Previously, in 2020, the CAR T-cell product, brexucabtagene autoleucel (brexu-cel; Tecartus), was FDA approved for the treatment of adult patients with relapsed/refractory MCL, based on findings from the phase 2 ZUMA-2 trial (NCT02601313), which was led by Michael Wang, MD, of The University of Texas MD Anderson Cancer Center. Since that approval, brexu-cel has become the standard third-line therapy for patients with MCL, as many patients have achieved long-term remissions with this product, which may cure some patients of their disease, Gordon says.
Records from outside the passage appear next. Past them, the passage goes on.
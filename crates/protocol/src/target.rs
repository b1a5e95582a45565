//! Target descriptors and typed method payloads.

use serde::{Deserialize, Serialize};
use serde_json::Value;

/// A discoverable rendering context.
#[derive(Debug, Clone, PartialEq, Eq, Serialize, Deserialize)]
#[serde(rename_all = "camelCase")]
pub struct TargetInfo {
	pub target_id: String,
	/// `page`, `iframe`, `webview`, `service_worker`, `browser`, ...
	#[serde(rename = "type")]
	pub kind: String,
	#[serde(default)]
	pub title: String,
	#[serde(default)]
	pub url: String,
	#[serde(default)]
	pub attached: bool,
}

impl TargetInfo {
	/// True for the generic `page` type, which needs a document probe before injection.
	pub fn is_generic_page(&self) -> bool {
		self.kind == "page"
	}
}

/// `Target.getTargets` result.
#[derive(Debug, Clone, Default, PartialEq, Serialize, Deserialize)]
#[serde(rename_all = "camelCase")]
pub struct GetTargetsResult {
	#[serde(default)]
	pub target_infos: Vec<TargetInfo>,
}

/// `Target.attachToTarget` result.
#[derive(Debug, Clone, PartialEq, Serialize, Deserialize)]
#[serde(rename_all = "camelCase")]
pub struct AttachToTargetResult {
	pub session_id: String,
}

/// `Target.targetCreated` params.
#[derive(Debug, Clone, PartialEq, Serialize, Deserialize)]
#[serde(rename_all = "camelCase")]
pub struct TargetCreated {
	pub target_info: TargetInfo,
}

/// `Target.targetDestroyed` params.
#[derive(Debug, Clone, PartialEq, Serialize, Deserialize)]
#[serde(rename_all = "camelCase")]
pub struct TargetDestroyed {
	pub target_id: String,
}

/// `Target.detachedFromTarget` params.
#[derive(Debug, Clone, PartialEq, Serialize, Deserialize)]
#[serde(rename_all = "camelCase")]
pub struct TargetDetached {
	pub session_id: String,
	#[serde(default, skip_serializing_if = "Option::is_none")]
	pub target_id: Option<String>,
}

/// Mirror of a remote value returned by `Runtime.evaluate`.
#[derive(Debug, Clone, PartialEq, Serialize, Deserialize)]
#[serde(rename_all = "camelCase")]
pub struct RemoteObject {
	#[serde(rename = "type")]
	pub kind: String,
	#[serde(default, skip_serializing_if = "Option::is_none")]
	pub value: Option<Value>,
	#[serde(default, skip_serializing_if = "Option::is_none")]
	pub description: Option<String>,
}

/// `Runtime.evaluate` result.
#[derive(Debug, Clone, PartialEq, Serialize, Deserialize)]
#[serde(rename_all = "camelCase")]
pub struct EvaluateResult {
	pub result: RemoteObject,
	#[serde(default, skip_serializing_if = "Option::is_none")]
	pub exception_details: Option<Value>,
}

impl EvaluateResult {
	/// Returns the by-value string result, if the expression produced one.
	pub fn as_str(&self) -> Option<&str> {
		self.result.value.as_ref().and_then(Value::as_str)
	}

	/// Returns the by-value boolean result, if the expression produced one.
	pub fn as_bool(&self) -> Option<bool> {
		self.result.value.as_ref().and_then(Value::as_bool)
	}

	/// Short human-readable description of a thrown exception.
	pub fn exception_text(&self) -> Option<String> {
		let details = self.exception_details.as_ref()?;
		let text = details
			.get("exception")
			.and_then(|e| e.get("description"))
			.or_else(|| details.get("text"))
			.and_then(Value::as_str)
			.unwrap_or("exception thrown");
		Some(text.to_string())
	}
}

/// `/json/version` response subset from the bootstrap HTTP endpoint.
#[derive(Debug, Clone, PartialEq, Eq, Serialize, Deserialize)]
pub struct VersionInfo {
	#[serde(rename = "webSocketDebuggerUrl")]
	pub web_socket_debugger_url: String,
	#[serde(rename = "Browser", default, skip_serializing_if = "Option::is_none")]
	pub browser: Option<String>,
}
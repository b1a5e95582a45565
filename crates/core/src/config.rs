//! Session manager settings.

use std::time::Duration;

use autoclick_runtime::DEFAULT_REQUEST_TIMEOUT;

use crate::error::{Error, Result};
use crate::matcher::MatcherConfig;
use crate::target::TargetFilter;

/// Port most Chromium hosts expose remote debugging on.
pub const DEFAULT_PORT: u16 = 9222;
/// Legacy port tried last.
pub const DEFAULT_FALLBACK_PORT: u16 = 9000;
pub const DEFAULT_RECONNECT_DELAY: Duration = Duration::from_secs(3);
pub const DEFAULT_HEARTBEAT_INTERVAL: Duration = Duration::from_secs(30);
/// Delay between `Runtime.executionContextsCleared` and re-injection.
pub const DEFAULT_SETTLE_DELAY: Duration = Duration::from_millis(750);
/// Per-host timeout for the `/json/version` probe.
pub const DEFAULT_PROBE_TIMEOUT: Duration = Duration::from_millis(400);

/// Everything the [`SessionManager`](crate::SessionManager) needs to run.
#[derive(Debug, Clone)]
pub struct ManagerConfig {
	pub port: u16,
	pub fallback_port: u16,
	pub request_timeout: Duration,
	pub reconnect_delay: Duration,
	pub heartbeat_interval: Duration,
	pub settle_delay: Duration,
	pub probe_timeout: Duration,
	pub targets: TargetFilter,
	pub matcher: MatcherConfig,
}

impl Default for ManagerConfig {
	fn default() -> Self {
		Self {
			port: DEFAULT_PORT,
			fallback_port: DEFAULT_FALLBACK_PORT,
			request_timeout: DEFAULT_REQUEST_TIMEOUT,
			reconnect_delay: DEFAULT_RECONNECT_DELAY,
			heartbeat_interval: DEFAULT_HEARTBEAT_INTERVAL,
			settle_delay: DEFAULT_SETTLE_DELAY,
			probe_timeout: DEFAULT_PROBE_TIMEOUT,
			targets: TargetFilter::default(),
			matcher: MatcherConfig::default(),
		}
	}
}

impl ManagerConfig {
	pub fn with_port(mut self, port: u16) -> Self {
		self.port = port;
		self
	}

	pub fn with_fallback_port(mut self, port: u16) -> Self {
		self.fallback_port = port;
		self
	}

	pub fn with_request_timeout(mut self, timeout: Duration) -> Self {
		self.request_timeout = timeout;
		self
	}

	pub fn with_reconnect_delay(mut self, delay: Duration) -> Self {
		self.reconnect_delay = delay;
		self
	}

	pub fn with_heartbeat_interval(mut self, interval: Duration) -> Self {
		self.heartbeat_interval = interval;
		self
	}

	pub fn with_settle_delay(mut self, delay: Duration) -> Self {
		self.settle_delay = delay;
		self
	}

	pub fn with_targets(mut self, targets: TargetFilter) -> Self {
		self.targets = targets;
		self
	}

	pub fn with_matcher(mut self, matcher: MatcherConfig) -> Self {
		self.matcher = matcher;
		self
	}

	/// Every period except the settle delay must be non-zero.
	pub fn validate(&self) -> Result<()> {
		let periods = [
			("request_timeout", self.request_timeout),
			("reconnect_delay", self.reconnect_delay),
			("heartbeat_interval", self.heartbeat_interval),
			("probe_timeout", self.probe_timeout),
		];
		match periods.into_iter().find(|(_, value)| value.is_zero()) {
			Some((field, _)) => Err(Error::InvalidConfig {
				field,
				reason: "must be greater than zero",
			}),
			None => Ok(()),
		}
	}
}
Regarding liso-cel, the TRANSCEND NHL 001 trial enrolled a cohort of patients with heavily pretreated MCL across several sites in the United States, and the results in the MCL cohort supported the approval of liso-cel for patients with this disease, Gordon explains. This approval expands the MCL treatment paradigm with a CAR T-cell therapy that may be more tolerable than brexu-cel, Gordon emphasizes. Liso-cel is now a treatment option for patients with MCL who have relapsed after 1 or 2 prior lines of therapy, including a BTK inhibitor, Gordon concludes.